Attitude of Gratitude

Paul opened his epistle to the Philippians by letting them know he prayed and thanked God for them and their participation with him in the ongoing work. God of course was first, but the epistle takes a clear turn as the apostle also thanks the church in Philippi for their financial support.


While Paul’s reaction towards the church at Philippi’s support of the work is more descriptive than prescriptive, it is still clear modern missionaries can learn from his attitude of gratitude towards God and those who supported him.

The clearest example comes in Phil 4:10-20 where there are at least four points related to missionary communication and giving thanks which modern missionaries can learn from.

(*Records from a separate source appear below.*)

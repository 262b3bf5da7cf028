use async_trait::async_trait;
use log::error;
use reqwest::Client;
use serde::{Deserialize, Serialize};
use std::time::Duration;

use super::Provider;
use crate::errors::ProviderError;

/// Client for a conversational (chat completion) translation backend.
///
/// Speaks the Ollama `/api/chat` wire format. The instruction payload must
/// order the model to keep the batch delimiter verbatim and to skip any
/// explanatory preamble; models ignore the latter often enough that
/// [`strip_preamble`] exists.
#[derive(Debug)]
pub struct ChatApi {
    /// Base URL of the chat API
    base_url: String,
    /// HTTP client for making requests
    client: Client,
}

/// Chat message object
#[derive(Debug, Clone, Serialize, Deserialize)]
pub struct ChatMessage {
    /// Role of the message sender (system, user or assistant)
    pub role: String,
    /// Content of the message
    pub content: String,
}

/// Additional model parameters
#[derive(Debug, Serialize)]
struct ChatOptions {
    /// Sampling temperature
    #[serde(skip_serializing_if = "Option::is_none")]
    temperature: Option<f32>,
}

/// Chat request for the backend API
#[derive(Debug, Serialize)]
pub struct ChatRequest {
    /// Model name to use for generation
    model: String,
    /// Messages of the conversation
    messages: Vec<ChatMessage>,
    /// Whether to stream the response
    stream: bool,
    /// Additional model parameters
    #[serde(skip_serializing_if = "Option::is_none")]
    options: Option<ChatOptions>,
    /// Per-request timeout budget, not part of the wire format
    #[serde(skip)]
    timeout: Duration,
}

impl ChatRequest {
    /// Create a chat request carrying a system instruction and the payload
    pub fn new(
        model: impl Into<String>,
        system_prompt: impl Into<String>,
        user_content: impl Into<String>,
        timeout: Duration,
    ) -> Self {
        Self {
            model: model.into(),
            messages: vec![
                ChatMessage {
                    role: "system".to_string(),
                    content: system_prompt.into(),
                },
                ChatMessage {
                    role: "user".to_string(),
                    content: user_content.into(),
                },
            ],
            stream: false,
            options: None,
            timeout,
        }
    }

    /// Set the sampling temperature
    pub fn temperature(mut self, temperature: f32) -> Self {
        self.options = Some(ChatOptions {
            temperature: Some(temperature),
        });
        self
    }
}

/// Chat response from the backend API
#[derive(Debug, Deserialize)]
pub struct ChatResponse {
    /// Response message
    pub message: ChatMessage,
    /// Whether the generation is complete
    #[serde(default)]
    pub done: bool,
    /// Model name
    #[serde(default)]
    pub model: String,
    /// Number of generated tokens
    #[serde(default)]
    pub eval_count: Option<u64>,
}

impl ChatApi {
    /// Create a new client for the given host and port
    pub fn new(host: impl Into<String>, port: u16) -> Self {
        Self::from_url(format!("http://{}:{}", host.into(), port))
    }

    /// Create a new client from a complete base URL
    pub fn from_url(url: impl Into<String>) -> Self {
        Self {
            base_url: url.into(),
            client: Client::builder()
                // The chat server speaks HTTP/1.1; keep connections warm
                // across sequential batch requests
                .http1_only()
                .pool_idle_timeout(Duration::from_secs(90))
                .tcp_keepalive(Duration::from_secs(60))
                .build()
                .unwrap_or_default(),
        }
    }
}

#[async_trait]
impl Provider for ChatApi {
    type Request = ChatRequest;
    type Response = ChatResponse;

    async fn complete(&self, request: ChatRequest) -> Result<ChatResponse, ProviderError> {
        let url = format!("{}/api/chat", self.base_url);
        let timeout = request.timeout;

        let response = self
            .client
            .post(&url)
            .timeout(timeout)
            .json(&request)
            .send()
            .await
            .map_err(|e| {
                if e.is_timeout() {
                    ProviderError::Timeout(timeout.as_secs())
                } else {
                    ProviderError::ConnectionError(e.to_string())
                }
            })?;

        let status = response.status();
        if !status.is_success() {
            let message = response
                .text()
                .await
                .unwrap_or_else(|_| "Failed to get error response text".to_string());
            error!("Chat API error ({}): {}", status, message);
            return Err(ProviderError::ApiError {
                status_code: status.as_u16(),
                message,
            });
        }

        let body = response
            .text()
            .await
            .map_err(|e| ProviderError::ParseError(e.to_string()))?;

        let parsed: ChatResponse = serde_json::from_str(&body).map_err(|e| {
            let preview: String = body.chars().take(500).collect();
            error!(
                "Failed to parse chat API response: {}. Raw response (first 500 chars): {}",
                e, preview
            );
            ProviderError::ParseError(e.to_string())
        })?;

        if parsed.message.content.trim().is_empty() {
            return Err(ProviderError::EmptyResponse);
        }

        Ok(parsed)
    }

    async fn test_connection(&self) -> Result<(), ProviderError> {
        let url = format!("{}/api/version", self.base_url);
        let response = self
            .client
            .get(&url)
            .timeout(Duration::from_secs(10))
            .send()
            .await
            .map_err(|e| ProviderError::ConnectionError(e.to_string()))?;

        let status = response.status();
        if status.is_success() {
            Ok(())
        } else {
            Err(ProviderError::ApiError {
                status_code: status.as_u16(),
                message: "version endpoint unavailable".to_string(),
            })
        }
    }

    fn extract_text(response: &ChatResponse) -> String {
        response.message.content.trim().to_string()
    }
}

/// Drop a chatty preamble from a batch response.
///
/// Despite the instruction payload, chat models sometimes open with
/// "Here is the translation:" before the actual content. When that phrase
/// shows up together with the delimiter token, everything before the first
/// token occurrence is cut; a resulting segment-count mismatch is caught by
/// the dispatcher's per-fragment fallback.
pub fn strip_preamble(content: &str, delimiter_token: &str) -> String {
    if content.to_lowercase().contains("here is") {
        if let Some(index) = content.find(delimiter_token) {
            return content[index..].to_string();
        }
    }
    content.to_string()
}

  • Paul rejoiced primarily in the relationship with his friends in Philippi and not in the byproduct of financial support (Phil 4:10).
  • Paul spoke freely without veiled or overly spiritual language regarding financial support. He simply, transparently and honestly thanked them for helping in his troubles (Phil 4:14,16).
  • Paul provided a sense of accountability for the delivery of the financial gifts (Phil 4:18).
  • Paul was satisfied in God providing for him personally, but his greater joy came in letting the donors know God was aware of their gift (Phil 4:17-19).


From the moment of the first donation, missionaries should ask the mission organization or home church to send a monthly donor list. As a practical need, the monthly donor list allows tracking of new donors, and updating of the missionary communication list. More importantly, the donor list becomes a prayer list.

Prayer for supporters becomes ministry back to them, and unites the missionary and supporters together in the work of reaching the people God has brought them together for.

One missionary family created a box filled with index cards with the names of their supporters, sometimes prayer points were added to the cards. Every evening at dinner the children would pull a card and they would pray as a family for one of their financial partners. Another missionary family hung pictures of their supporters in their hallway as a way to remind themselves to pray. One missionary places supporter pictures on his refrigerator similar to missionary refrigerator magnets. There is no end to the creative ways to systematically pray for financial supporters, but finding an individual pattern will be best.


Paul was not satisfied to only pray for his financial supporters, but he desired to thank them. It may seem old fashioned, but taking the time to write a simple thank you note or card for every donation is good stewardship and deepens the tethers of connection between the missionary and supporters.

Paul compared what donors give to a sacrifice (Phil 4:18), so giving thanks for that sacrifice with a simple and individual note is the right attitude. If writing a thank you seems difficult or overwhelming, consider simply using this three-sentence structure.

  • Open with giving thanks.
  • Continue with a brief update on the work they are part of.
  • Finish with a prayer request.

A good missionary donor list will be broad and wide, so it may be tempting to simply copy the same thank you note. It will be better to copy the simple pattern of thanks, update and prayer request than the actual words.